Vers une hausse de la dette publique
Le plan Bayrou reste une manipulation comptable. Il ne s’agit pas de diminuer les dépenses publiques, a reconnu la ministre des Comptes publics, Amélie de Montchalin, sur France 2 le 15 juillet : nous sommes en présence, a-t-elle dit, d’un « budget de ralentissement des dépenses ». Plus précisément, le gouvernement « propose » aux Français que les dépenses n’augmentent que de 30 milliards au lieu de 60 ! Pour illustration, les dépenses sociales diminueraient de 5,5 milliards d’euros. Un chiffre très faible, qui ne correspond même pas à des « économies » puisque la trajectoire des dépenses supplémentaires à hauteur de 10 milliards d’euros serait simplement freinée. Résultat : une hausse des dépenses sociales de 4,5 milliards d’euros en 2026 !

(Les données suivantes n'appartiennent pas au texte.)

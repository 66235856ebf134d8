//! Match settings and AI difficulty presets
//!
//! Persisted as JSON next to the best-score file. Missing fields fall back to
//! defaults so older files keep loading.

use std::path::Path;

use serde::{Deserialize, Serialize};

use crate::consts::{MATCH_TIME, MAX_FRAME_DT};
use crate::error::CoreError;

/// AI difficulty presets
#[derive(Debug, Clone, Copy, PartialEq, Eq, Serialize, Deserialize, Default)]
pub enum Difficulty {
    Easy,
    #[default]
    Medium,
    Hard,
    Elite,
}

impl Difficulty {
    pub fn as_str(&self) -> &'static str {
        match self {
            Difficulty::Easy => "Easy",
            Difficulty::Medium => "Medium",
            Difficulty::Hard => "Hard",
            Difficulty::Elite => "Elite",
        }
    }

    pub fn from_str(s: &str) -> Option<Self> {
        match s.to_lowercase().as_str() {
            "easy" => Some(Difficulty::Easy),
            "medium" | "med" => Some(Difficulty::Medium),
            "hard" => Some(Difficulty::Hard),
            "elite" => Some(Difficulty::Elite),
            _ => None,
        }
    }

    /// Seconds between AI re-evaluations (before jitter)
    pub fn reaction_delay(&self) -> f32 {
        match self {
            Difficulty::Easy => 0.5,
            Difficulty::Medium => 0.25,
            Difficulty::Hard => 0.1,
            Difficulty::Elite => 0.0,
        }
    }

    /// Uniform aim jitter applied to AI targets (pixels)
    pub fn aim_noise(&self) -> f32 {
        match self {
            Difficulty::Easy => 30.0,
            Difficulty::Medium => 15.0,
            Difficulty::Hard => 6.0,
            Difficulty::Elite => 1.0,
        }
    }
}

/// Match configuration
#[derive(Debug, Clone, Serialize, Deserialize)]
#[serde(default)]
pub struct Settings {
    /// Starting AI difficulty (adaptation moves it during a match)
    pub difficulty: Difficulty,
    /// Match length in seconds
    pub match_duration: f32,
    /// Frame step ceiling in seconds
    pub max_frame_dt: f32,
    /// Level highlighted when the selection screen opens
    pub start_level: usize,
    /// Where best scores are kept between runs (None = process lifetime only)
    pub best_scores_path: Option<String>,
}

impl Default for Settings {
    fn default() -> Self {
        Self {
            difficulty: Difficulty::Medium,
            match_duration: MATCH_TIME,
            max_frame_dt: MAX_FRAME_DT,
            start_level: 0,
            best_scores_path: None,
        }
    }
}

impl Settings {
    /// Settings with a given difficulty and everything else default
    pub fn from_difficulty(difficulty: Difficulty) -> Self {
        Self {
            difficulty,
            ..Self::default()
        }
    }

    /// Frame step ceiling, never above the engine limit
    pub fn effective_max_dt(&self) -> f32 {
        self.max_frame_dt.clamp(0.0, MAX_FRAME_DT)
    }

    /// Match length, never negative
    pub fn effective_match_duration(&self) -> f32 {
        self.match_duration.max(0.0)
    }

    pub fn from_json(json: &str) -> Result<Self, CoreError> {
        Ok(serde_json::from_str(json)?)
    }

    pub fn to_json(&self) -> Result<String, CoreError> {
        Ok(serde_json::to_string_pretty(self)?)
    }

    /// Load settings from a JSON file
    pub fn load(path: impl AsRef<Path>) -> Result<Self, CoreError> {
        let json = std::fs::read_to_string(path)?;
        Self::from_json(&json)
    }

    /// Load settings, falling back to defaults when the file is missing or bad
    pub fn load_or_default(path: impl AsRef<Path>) -> Self {
        let path = path.as_ref();
        match Self::load(path) {
            Ok(settings) => {
                log::info!("Loaded settings from {}", path.display());
                settings
            }
            Err(CoreError::Io(e)) if e.kind() == std::io::ErrorKind::NotFound => {
                log::info!("No settings at {}, using defaults", path.display());
                Self::default()
            }
            Err(e) => {
                log::warn!("Ignoring settings at {}: {}", path.display(), e);
                Self::default()
            }
        }
    }

    /// Save settings as pretty JSON
    pub fn save(&self, path: impl AsRef<Path>) -> Result<(), CoreError> {
        std::fs::write(path.as_ref(), self.to_json()?)?;
        log::info!("Settings saved to {}", path.as_ref().display());
        Ok(())
    }
}
//! Advisory text shown by the presentation layer
//!
//! The core only picks a line from a fixed pool; layout and styling are up to
//! whoever renders it.

use rand::Rng;
use rand::seq::IndexedRandom;
use serde::{Deserialize, Serialize};

/// How long an advisory stays up (seconds)
pub const MESSAGE_TTL: f32 = 3.0;

#[derive(Debug, Clone, Copy, PartialEq, Eq, Serialize, Deserialize)]
pub enum MessageCategory {
    GoalPlayer,
    GoalAi,
    BoostPickup,
    HazardHit,
    LowTime,
    Victory,
    Defeat,
    Draw,
}

impl MessageCategory {
    pub fn phrases(&self) -> &'static [&'static str] {
        match self {
            MessageCategory::GoalPlayer => &[
                "Clean strike. The field bends your way.",
                "Threaded the needle. Goal!",
                "Goal! Even the void applauds that one.",
                "Lethal angle. Opponent recalibrating.",
            ],
            MessageCategory::GoalAi => &[
                "Intercept successful. Opponent scores.",
                "Defence out of position. Regroup.",
                "They found the gap. Refuel and push.",
                "Goal against. Watch the far post.",
            ],
            MessageCategory::BoostPickup => &[
                "Boost pad collected. Full thrust online.",
                "Tanks topped up. Push the pace.",
            ],
            MessageCategory::HazardHit => &[
                "Hazard contact! Trajectory destabilised.",
                "Field interference detected.",
                "Distortion hit. Correct your heading!",
            ],
            MessageCategory::LowTime => &[
                "30 seconds left. Hold nothing back.",
                "Final stretch. Every goal matters.",
            ],
            MessageCategory::Victory => &["Mission complete. Sector record updated."],
            MessageCategory::Defeat => &["Mission failed. The drone takes this sector."],
            MessageCategory::Draw => &["Stalemate. The void stays unclaimed."],
        }
    }

    /// Pick a line from this category's pool
    pub fn pick<R: Rng + ?Sized>(&self, rng: &mut R) -> &'static str {
        self.phrases().choose(rng).copied().unwrap_or("...")
    }
}

/// A short-lived message for the HUD
#[derive(Debug, Clone, Serialize)]
pub struct Advisory {
    pub category: MessageCategory,
    pub text: &'static str,
    /// Seconds left on screen
    pub ttl: f32,
}

impl Advisory {
    pub fn new<R: Rng + ?Sized>(category: MessageCategory, rng: &mut R) -> Self {
        Self {
            category,
            text: category.pick(rng),
            ttl: MESSAGE_TTL,
        }
    }

    pub fn is_expired(&self) -> bool {
        self.ttl <= 0.0
    }

    pub fn tick(&mut self, dt: f32) {
        self.ttl = (self.ttl - dt).max(0.0);
    }
}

Rappelons les chiffres des dépenses publiques avec les estimations à compter de cette année : 1 650 milliards d’euros en 2024, 1 693 milliards en 2025, 1 722 milliards (au lieu donc de 1 752) en 2026. La course folle des dépenses se poursuit ! En supposant même que le plan Bayrou soit adopté et appliqué, la dette publique passerait de 113,2 % du PIB en 2024 à 117,2 % en 2029. Quel exploit !
Le 16 juillet, Emmanuel Macron a déclaré que « si d’autres ont des idées plus intelligentes », alors François Bayrou « les recevra ». Chiche ! Au milieu de l’année 2024, l’Iref avait présenté de manière sérieuse et argumentée, exemples étrangers à l’appui, huit réformes urgentes pour économiser plus de 210 milliards d’euros, à commencer par la réforme des prestations sociales (retraite et assurance maladie) et celle de la politique de l’emploi.
Encore faudrait-il avoir le courage de les mettre en place ! Car, ne l’oublions pas, si nous ne faisons pas nous-mêmes les réformes indispensables, et ce, en préservant notre liberté de choix sur tous les sujets, bientôt ce seront nos créanciers et les institutions internationales qui nous obligeront à les faire, et dans des conditions autrement douloureuses.